Surveyors settled the dispute in 1750 when they marked the Transpeninsular Line, the east-west state line that separates Maryland and Delaware. The next year, the stone monument was put in place, where it still stands today, with the coat of arms of the Calvert family of Maryland on the south side and the coat of arms of the Penn family of Pennsylvania on the north side.

Also, check out an original wrought-iron salt pot located inside the lighthouse fence. Salt-making was big business in the area in the late 1700s. It was used locally and also shipped to Philadelphia.

Assawoman Wildlife Area

Assawoman, like much of Delaware, is understated. Visitors won't see a sign directing them to Assawoman until they've reached the entrance, but fortunately there are several signs for its neighbor, Camp Barnes, a summer camp for disadvantaged children.

Once you find it, Assawoman is a quiet place to bird-watch, see wetlands, picnic, fish or go crabbing.

"Rainy days at the beach mean people will be over here crabbing," says Robert D. Gano, fish and wildlife regional manager for Sussex County, Del.

New this year are free brochures for a self-guided car tour.
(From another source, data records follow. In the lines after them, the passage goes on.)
//! The output status bitset and the structured error type it's built from.

use thiserror::Error;

bitflags::bitflags! {
    /// Bitset describing which stages succeeded and, on failure, exactly
    /// which precondition or invariant was violated.
    #[derive(Clone, Copy, Debug, PartialEq, Eq, Hash)]
    pub struct Status: u32 {
        /// Umbrella bit, always set alongside a specific `ERR_*` flag.
        const ERR = 1 << 0;
        const ERR_ARGS_INVALID = 1 << 1;
        const ERR_INPUT_POSITIONS_LENGTH = 1 << 2;
        const ERR_INPUT_POSITIONS_UNDEFINED_VALUE = 1 << 3;
        const ERR_INPUT_POSITIONS_DUPLICATES = 1 << 4;
        /// Not named in §6's table, but required by §9's "validate
        /// coordinate bounds at input validation time" instruction for
        /// coordinate types with a bounded-safe-arithmetic limit (`i32`).
        const ERR_INPUT_POSITIONS_OUT_OF_RANGE = 1 << 17;
        const ERR_INPUT_CONSTRAINTS_LENGTH = 1 << 5;
        const ERR_INPUT_CONSTRAINTS_OUT_OF_RANGE = 1 << 6;
        const ERR_INPUT_CONSTRAINTS_SELF_LOOP = 1 << 7;
        const ERR_INPUT_CONSTRAINTS_COLLINEAR = 1 << 8;
        const ERR_INPUT_CONSTRAINTS_DUPLICATES = 1 << 9;
        const ERR_INPUT_CONSTRAINTS_INTERSECTING = 1 << 10;
        const ERR_INPUT_HOLES_UNDEFINED_VALUE = 1 << 11;
        const ERR_INPUT_IGNORED_CONSTRAINTS_LENGTH = 1 << 12;
        const ERR_DELAUNAY_DUPLICATES_OR_COLLINEAR = 1 << 13;
        const ERR_SLOAN_ITERS_EXCEEDED = 1 << 14;
        const ERR_REFINEMENT_UNSUPPORTED = 1 << 15;
        /// Not named in the output status table but required by the
        /// concurrency model (§5): "on cancellation the function returns
        /// with Status = CANCELLED".
        const CANCELLED = 1 << 16;
    }
}

impl Default for Status {
    fn default() -> Self {
        Status::empty()
    }
}

impl Status {
    /// `status & ERR != 0` expressed as a method, per §7's single-test
    /// error check.
    pub fn is_ok(self) -> bool {
        !self.intersects(Status::ERR)
    }

    pub fn is_cancelled(self) -> bool {
        self.contains(Status::CANCELLED)
    }

    /// Folds one error into the status word, setting both its specific
    /// flag and the `ERR` umbrella bit.
    pub fn push(&mut self, error: &Error) {
        *self |= error.status_bit() | Status::ERR;
    }
}

/// One variant per specific `ERR_*` status flag, carrying the data needed
/// to explain the failure.
#[derive(Debug, Error)]
pub enum Error {
    #[error("setting {name} has an out-of-range value: {detail}")]
    ArgsInvalid { name: &'static str, detail: String },

    #[error("positions has {0} points, need at least 3")]
    InputPositionsLength(usize),

    #[error("position {0} has a non-finite coordinate")]
    InputPositionsUndefinedValue(usize),

    #[error("positions {0} and {1} are duplicates")]
    InputPositionsDuplicates(usize, usize),

    #[error("position {index} has a coordinate exceeding the safe bound of {bound} for this coordinate type")]
    InputPositionsOutOfRange { index: usize, bound: f64 },

    #[error("constraint_edges has odd length {0}")]
    InputConstraintsLength(usize),

    #[error("constraint pair {pair} references out-of-range point index {index}")]
    InputConstraintsOutOfRange { pair: usize, index: usize },

    #[error("constraint pair {0} is a self-loop on vertex {1}")]
    InputConstraintsSelfLoop(usize, usize),

    #[error("constraint pair {pair} has vertex {vertex} collinear with and between its endpoints")]
    InputConstraintsCollinear { pair: usize, vertex: usize },

    #[error("constraint pairs {0} and {1} are duplicates (possibly reversed)")]
    InputConstraintsDuplicates(usize, usize),

    #[error("constraint pairs {0} and {1} intersect")]
    InputConstraintsIntersecting(usize, usize),

    #[error("hole seed {0} has a non-finite coordinate")]
    InputHolesUndefinedValue(usize),

    #[error("ignore_constraint_for_planting has length {actual}, expected {expected}")]
    InputIgnoredConstraintsLength { actual: usize, expected: usize },

    #[error("no finite seed triangle could be chosen: points are duplicated or collinear")]
    DelaunayDuplicatesOrCollinear,

    #[error("constraint application did not converge within {0} passes")]
    SloanItersExceeded(u32),

    #[error("refinement is not supported for this coordinate type")]
    RefinementUnsupported,
}

impl Error {
    pub fn status_bit(&self) -> Status {
        use Error::*;
        match self {
            ArgsInvalid { .. } => Status::ERR_ARGS_INVALID,
            InputPositionsLength(_) => Status::ERR_INPUT_POSITIONS_LENGTH,
            InputPositionsUndefinedValue(_) => Status::ERR_INPUT_POSITIONS_UNDEFINED_VALUE,
            InputPositionsDuplicates(_, _) => Status::ERR_INPUT_POSITIONS_DUPLICATES,
            InputPositionsOutOfRange { .. } => Status::ERR_INPUT_POSITIONS_OUT_OF_RANGE,
            InputConstraintsLength(_) => Status::ERR_INPUT_CONSTRAINTS_LENGTH,
            InputConstraintsOutOfRange { .. } => Status::ERR_INPUT_CONSTRAINTS_OUT_OF_RANGE,
            InputConstraintsSelfLoop(_, _) => Status::ERR_INPUT_CONSTRAINTS_SELF_LOOP,
            InputConstraintsCollinear { .. } => Status::ERR_INPUT_CONSTRAINTS_COLLINEAR,
            InputConstraintsDuplicates(_, _) => Status::ERR_INPUT_CONSTRAINTS_DUPLICATES,
            InputConstraintsIntersecting(_, _) => Status::ERR_INPUT_CONSTRAINTS_INTERSECTING,
            InputHolesUndefinedValue(_) => Status::ERR_INPUT_HOLES_UNDEFINED_VALUE,
            InputIgnoredConstraintsLength { .. } => Status::ERR_INPUT_IGNORED_CONSTRAINTS_LENGTH,
            DelaunayDuplicatesOrCollinear => Status::ERR_DELAUNAY_DUPLICATES_OR_COLLINEAR,
            SloanItersExceeded(_) => Status::ERR_SLOAN_ITERS_EXCEEDED,
            RefinementUnsupported => Status::ERR_REFINEMENT_UNSUPPORTED,
        }
    }
}

#[cfg(test)]
mod test {
    use super::*;

    #[test]
    fn test_is_ok() {
        assert!(Status::empty().is_ok());
        assert!(!Status::ERR.is_ok());
    }

    #[test]
    fn test_push_sets_umbrella_bit() {
        let mut status = Status::empty();
        status.push(&Error::InputPositionsLength(2));
        assert!(status.contains(Status::ERR));
        assert!(status.contains(Status::ERR_INPUT_POSITIONS_LENGTH));
        assert!(!status.is_ok());
    }

    #[test]
    fn test_additive_validation_errors() {
        let mut status = Status::empty();
        status.push(&Error::InputPositionsLength(2));
        status.push(&Error::InputConstraintsLength(3));
        assert!(status.contains(Status::ERR_INPUT_POSITIONS_LENGTH));
        assert!(status.contains(Status::ERR_INPUT_CONSTRAINTS_LENGTH));
    }
}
By the end of the month, the brochures will be available at the entrance to the wildlife area.

Assawoman is home for migrating and winter waterfowl, white-tailed deer, bobwhite quail, Canadian geese, black and mallard ducks, in addition to an assortment of frogs and snakes. Be on the lookout for Delmarva fox squirrels, an endangered species that was introduced to Assawoman nine years ago.

Summer visitors are likely to see snowy egrets, which have distinctive yellow feet; black skimmers, birds that feed by skimming the water and plucking fish out with their lower bills; great blue herons, a long-legged wading bird that stalks water life along the shores; and osprey, large birds that catch fish with their feet.

Along the fringes of Assawoman's 1,700 acres are tidal marshes. From an observation tower that is open to the public, you can get a good view of the impoundments that were created by damning off tidal marshes to hold fresh water. This was done in the 1950s to control mosquitoes and attract water birds, Mr. Gano says.